**Your goal**
From the listing below, copy only the lines running from the line that contains "with no processors." to the line that contains "those already registered.", both included.

**Data shown**

::::

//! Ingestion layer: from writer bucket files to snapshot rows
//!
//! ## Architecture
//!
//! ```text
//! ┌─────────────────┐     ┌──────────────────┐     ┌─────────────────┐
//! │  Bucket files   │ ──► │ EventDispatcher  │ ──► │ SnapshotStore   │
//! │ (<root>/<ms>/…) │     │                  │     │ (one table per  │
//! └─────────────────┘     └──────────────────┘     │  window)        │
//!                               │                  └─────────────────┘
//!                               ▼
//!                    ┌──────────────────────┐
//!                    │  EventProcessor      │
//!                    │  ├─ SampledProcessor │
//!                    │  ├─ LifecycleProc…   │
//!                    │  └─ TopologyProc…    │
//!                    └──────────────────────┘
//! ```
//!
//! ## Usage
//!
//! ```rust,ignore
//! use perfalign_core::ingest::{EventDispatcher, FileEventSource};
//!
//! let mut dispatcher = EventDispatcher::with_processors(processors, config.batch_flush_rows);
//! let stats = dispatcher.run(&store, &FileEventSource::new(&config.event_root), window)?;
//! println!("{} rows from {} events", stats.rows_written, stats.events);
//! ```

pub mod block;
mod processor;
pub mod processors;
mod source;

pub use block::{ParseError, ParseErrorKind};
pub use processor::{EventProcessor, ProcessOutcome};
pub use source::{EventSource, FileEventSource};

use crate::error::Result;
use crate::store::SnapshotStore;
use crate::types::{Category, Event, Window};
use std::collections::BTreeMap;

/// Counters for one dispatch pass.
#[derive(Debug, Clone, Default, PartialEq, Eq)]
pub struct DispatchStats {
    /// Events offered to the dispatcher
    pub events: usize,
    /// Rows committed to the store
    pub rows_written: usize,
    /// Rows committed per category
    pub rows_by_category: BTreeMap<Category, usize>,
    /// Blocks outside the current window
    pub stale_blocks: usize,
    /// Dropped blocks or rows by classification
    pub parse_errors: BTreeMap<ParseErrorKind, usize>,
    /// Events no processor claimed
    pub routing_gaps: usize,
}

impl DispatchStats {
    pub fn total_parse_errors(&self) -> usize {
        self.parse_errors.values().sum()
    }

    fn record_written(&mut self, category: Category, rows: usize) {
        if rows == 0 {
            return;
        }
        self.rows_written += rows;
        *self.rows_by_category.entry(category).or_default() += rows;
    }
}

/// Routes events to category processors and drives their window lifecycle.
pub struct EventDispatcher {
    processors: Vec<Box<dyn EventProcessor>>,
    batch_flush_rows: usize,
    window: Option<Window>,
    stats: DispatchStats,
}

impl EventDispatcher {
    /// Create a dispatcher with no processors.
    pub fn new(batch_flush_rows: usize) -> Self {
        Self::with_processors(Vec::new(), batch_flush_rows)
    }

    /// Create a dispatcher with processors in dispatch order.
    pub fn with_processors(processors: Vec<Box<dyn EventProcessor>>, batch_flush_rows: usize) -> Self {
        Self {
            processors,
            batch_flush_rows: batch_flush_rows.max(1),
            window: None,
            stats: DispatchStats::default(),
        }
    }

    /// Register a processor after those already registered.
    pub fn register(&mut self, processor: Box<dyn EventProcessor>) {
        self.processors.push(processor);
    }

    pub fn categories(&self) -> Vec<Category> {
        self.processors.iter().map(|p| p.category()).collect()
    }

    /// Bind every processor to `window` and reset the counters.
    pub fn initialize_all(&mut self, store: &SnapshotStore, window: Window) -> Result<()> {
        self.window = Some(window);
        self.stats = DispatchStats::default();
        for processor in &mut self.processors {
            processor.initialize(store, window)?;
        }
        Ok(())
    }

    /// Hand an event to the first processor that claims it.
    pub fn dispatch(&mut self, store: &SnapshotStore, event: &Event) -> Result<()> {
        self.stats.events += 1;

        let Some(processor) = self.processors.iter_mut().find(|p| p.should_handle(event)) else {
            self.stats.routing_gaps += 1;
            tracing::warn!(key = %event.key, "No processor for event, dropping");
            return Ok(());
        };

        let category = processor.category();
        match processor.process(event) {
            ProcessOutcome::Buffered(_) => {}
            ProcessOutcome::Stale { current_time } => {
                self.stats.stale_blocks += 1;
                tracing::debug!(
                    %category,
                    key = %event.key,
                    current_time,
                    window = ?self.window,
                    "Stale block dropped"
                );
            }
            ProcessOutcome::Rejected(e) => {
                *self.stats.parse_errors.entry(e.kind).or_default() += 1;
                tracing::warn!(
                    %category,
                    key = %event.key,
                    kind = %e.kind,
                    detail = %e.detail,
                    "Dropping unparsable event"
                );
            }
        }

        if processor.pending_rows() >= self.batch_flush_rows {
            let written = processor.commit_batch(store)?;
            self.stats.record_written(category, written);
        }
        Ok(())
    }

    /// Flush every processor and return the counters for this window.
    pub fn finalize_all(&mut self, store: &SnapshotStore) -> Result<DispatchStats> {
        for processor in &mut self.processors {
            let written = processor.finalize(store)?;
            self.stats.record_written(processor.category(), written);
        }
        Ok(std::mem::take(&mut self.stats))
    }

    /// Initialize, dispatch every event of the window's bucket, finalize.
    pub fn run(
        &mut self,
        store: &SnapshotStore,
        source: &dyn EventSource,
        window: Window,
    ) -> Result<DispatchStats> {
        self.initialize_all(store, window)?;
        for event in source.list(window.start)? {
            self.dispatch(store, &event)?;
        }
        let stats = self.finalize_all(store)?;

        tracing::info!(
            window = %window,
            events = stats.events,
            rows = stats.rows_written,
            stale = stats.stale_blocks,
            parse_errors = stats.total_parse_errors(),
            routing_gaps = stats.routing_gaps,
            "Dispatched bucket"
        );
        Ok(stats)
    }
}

::::

**Task solution**
    /// Create a dispatcher with no processors.
    pub fn new(batch_flush_rows: usize) -> Self {
        Self::with_processors(Vec::new(), batch_flush_rows)
    }

    /// Create a dispatcher with processors in dispatch order.
    pub fn with_processors(processors: Vec<Box<dyn EventProcessor>>, batch_flush_rows: usize) -> Self {
        Self {
            processors,
            batch_flush_rows: batch_flush_rows.max(1),
            window: None,
            stats: DispatchStats::default(),
        }
    }

    /// Register a processor after those already registered.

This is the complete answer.